- **What is needed**: Filter these entries down to the lines that hold the word "secret", and show each of them.

[Available data Boundary: Start]

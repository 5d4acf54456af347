//! LexGuard Configuration

use crate::error::SecurityError;
use serde::{Deserialize, Serialize};
use std::time::Duration;

/// Subsystem configuration
#[derive(Debug, Clone, Serialize, Deserialize, Default)]
#[serde(default)]
pub struct SecurityConfig {
    /// Key lifecycle
    pub keys: KeyPolicyConfig,
    /// Data protection
    pub crypto: CryptoConfig,
    /// Audit log
    pub audit: AuditConfig,
    /// Intrusion detection
    pub detection: DetectionConfig,
}

impl SecurityConfig {
    /// Load from file
    pub fn load(path: &str) -> Result<Self, SecurityError> {
        let content = std::fs::read_to_string(path)
            .map_err(|e| SecurityError::Config(format!("{}: {}", path, e)))?;
        Self::from_json(&content)
    }

    /// Parse and validate a JSON document
    pub fn from_json(content: &str) -> Result<Self, SecurityError> {
        let config: Self = serde_json::from_str(content)
            .map_err(|e| SecurityError::Config(e.to_string()))?;
        config.validate()?;
        Ok(config)
    }

    pub fn validate(&self) -> Result<(), SecurityError> {
        if self.keys.rotation_interval_days == 0 {
            return Err(SecurityError::Config("keys.rotation_interval_days must be > 0".into()));
        }
        if self.crypto.file_chunk_size < 1024 || self.crypto.file_chunk_size > 16 * 1024 * 1024 {
            return Err(SecurityError::Config(
                "crypto.file_chunk_size must be between 1 KiB and 16 MiB".into(),
            ));
        }
        if self.crypto.search_pepper.len() < 16 {
            return Err(SecurityError::Config("crypto.search_pepper must be at least 16 bytes".into()));
        }
        if self.audit.retention_days == 0 {
            return Err(SecurityError::Config("audit.retention_days must be > 0".into()));
        }
        if self.detection.window_minutes == 0 {
            return Err(SecurityError::Config("detection.window_minutes must be > 0".into()));
        }
        if self.detection.brute_force_threshold == 0 || self.detection.unauthorized_threshold == 0 {
            return Err(SecurityError::Config("detection thresholds must be > 0".into()));
        }
        self.detection.business_hours.validate()
    }
}

/// Key rotation and store retry policy
#[derive(Debug, Clone, Serialize, Deserialize)]
#[serde(default)]
pub struct KeyPolicyConfig {
    /// Maximum age of an active key
    pub rotation_interval_days: u32,
    /// Attempts for transient key-store failures
    pub store_retry_attempts: u32,
    /// Base delay between attempts, doubled each time
    pub retry_backoff_ms: u64,
}

impl Default for KeyPolicyConfig {
    fn default() -> Self {
        Self {
            rotation_interval_days: 90,
            store_retry_attempts: 3,
            retry_backoff_ms: 25,
        }
    }
}

impl KeyPolicyConfig {
    pub fn rotation_interval_secs(&self) -> i64 {
        self.rotation_interval_days as i64 * 86_400
    }

    pub fn backoff(&self, attempt: u32) -> Duration {
        Duration::from_millis(self.retry_backoff_ms * (1 << attempt.min(5)))
    }
}

/// Data protection settings
#[derive(Debug, Clone, Serialize, Deserialize)]
#[serde(default)]
pub struct CryptoConfig {
    /// Plaintext bytes per file chunk
    pub file_chunk_size: usize,
    /// Deployment secret mixed into searchable hashes
    pub search_pepper: String,
}

impl Default for CryptoConfig {
    fn default() -> Self {
        Self {
            file_chunk_size: 64 * 1024,
            search_pepper: "lexguard-development-pepper".into(),
        }
    }
}

/// Audit log settings
#[derive(Debug, Clone, Serialize, Deserialize)]
#[serde(default)]
pub struct AuditConfig {
    /// Events older than this are removed by the retention sweep
    pub retention_days: u32,
    /// Upper bound on a single store append
    pub append_timeout_ms: u64,
    /// Events parked while the store is unavailable
    pub pending_capacity: usize,
    /// Rolling window for live metrics
    pub metrics_window_minutes: u32,
}

impl Default for AuditConfig {
    fn default() -> Self {
        Self {
            retention_days: 5 * 365,
            append_timeout_ms: 500,
            pending_capacity: 10_000,
            metrics_window_minutes: 60,
        }
    }
}

impl AuditConfig {
    pub fn append_timeout(&self) -> Duration {
        Duration::from_millis(self.append_timeout_ms)
    }
}

/// Intrusion detection thresholds
#[derive(Debug, Clone, Serialize, Deserialize)]
#[serde(default)]
pub struct DetectionConfig {
    /// Sliding window evaluated by the heuristics
    pub window_minutes: u32,
    /// Failed logins that make a brute-force pattern
    pub brute_force_threshold: usize,
    /// Permission denials per user that make an unauthorized-access pattern
    pub unauthorized_threshold: usize,
    /// Window outside of which destructive actions on secret data are flagged
    pub business_hours: BusinessHours,
}

impl Default for DetectionConfig {
    fn default() -> Self {
        Self {
            window_minutes: 15,
            brute_force_threshold: 6,
            unauthorized_threshold: 3,
            business_hours: BusinessHours::default(),
        }
    }
}

/// Business-hours window in local office time
#[derive(Debug, Clone, Serialize, Deserialize)]
#[serde(default)]
pub struct BusinessHours {
    /// First hour inside the window (0-23)
    pub start_hour: u32,
    /// First hour after the window (1-24)
    pub end_hour: u32,
    /// Office offset from UTC
    pub utc_offset_minutes: i32,
    /// Whether Saturday and Sunday count as business days
    pub include_weekends: bool,
}

impl Default for BusinessHours {
    fn default() -> Self {
        Self {
            start_hour: 8,
            end_hour: 19,
            utc_offset_minutes: 60,
            include_weekends: false,
        }
    }
}

impl BusinessHours {
    pub fn validate(&self) -> Result<(), SecurityError> {
        if self.start_hour >= self.end_hour || self.end_hour > 24 {
            return Err(SecurityError::Config(
                "business_hours requires start_hour < end_hour <= 24".into(),
            ));
        }
        if self.utc_offset_minutes.abs() > 14 * 60 {
            return Err(SecurityError::Config("business_hours.utc_offset_minutes out of range".into()));
        }
        Ok(())
    }
}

[Available data Boundary: End]

- **Completed exercise**:
    /// Deployment secret mixed into searchable hashes
    /// Window outside of which destructive actions on secret data are flagged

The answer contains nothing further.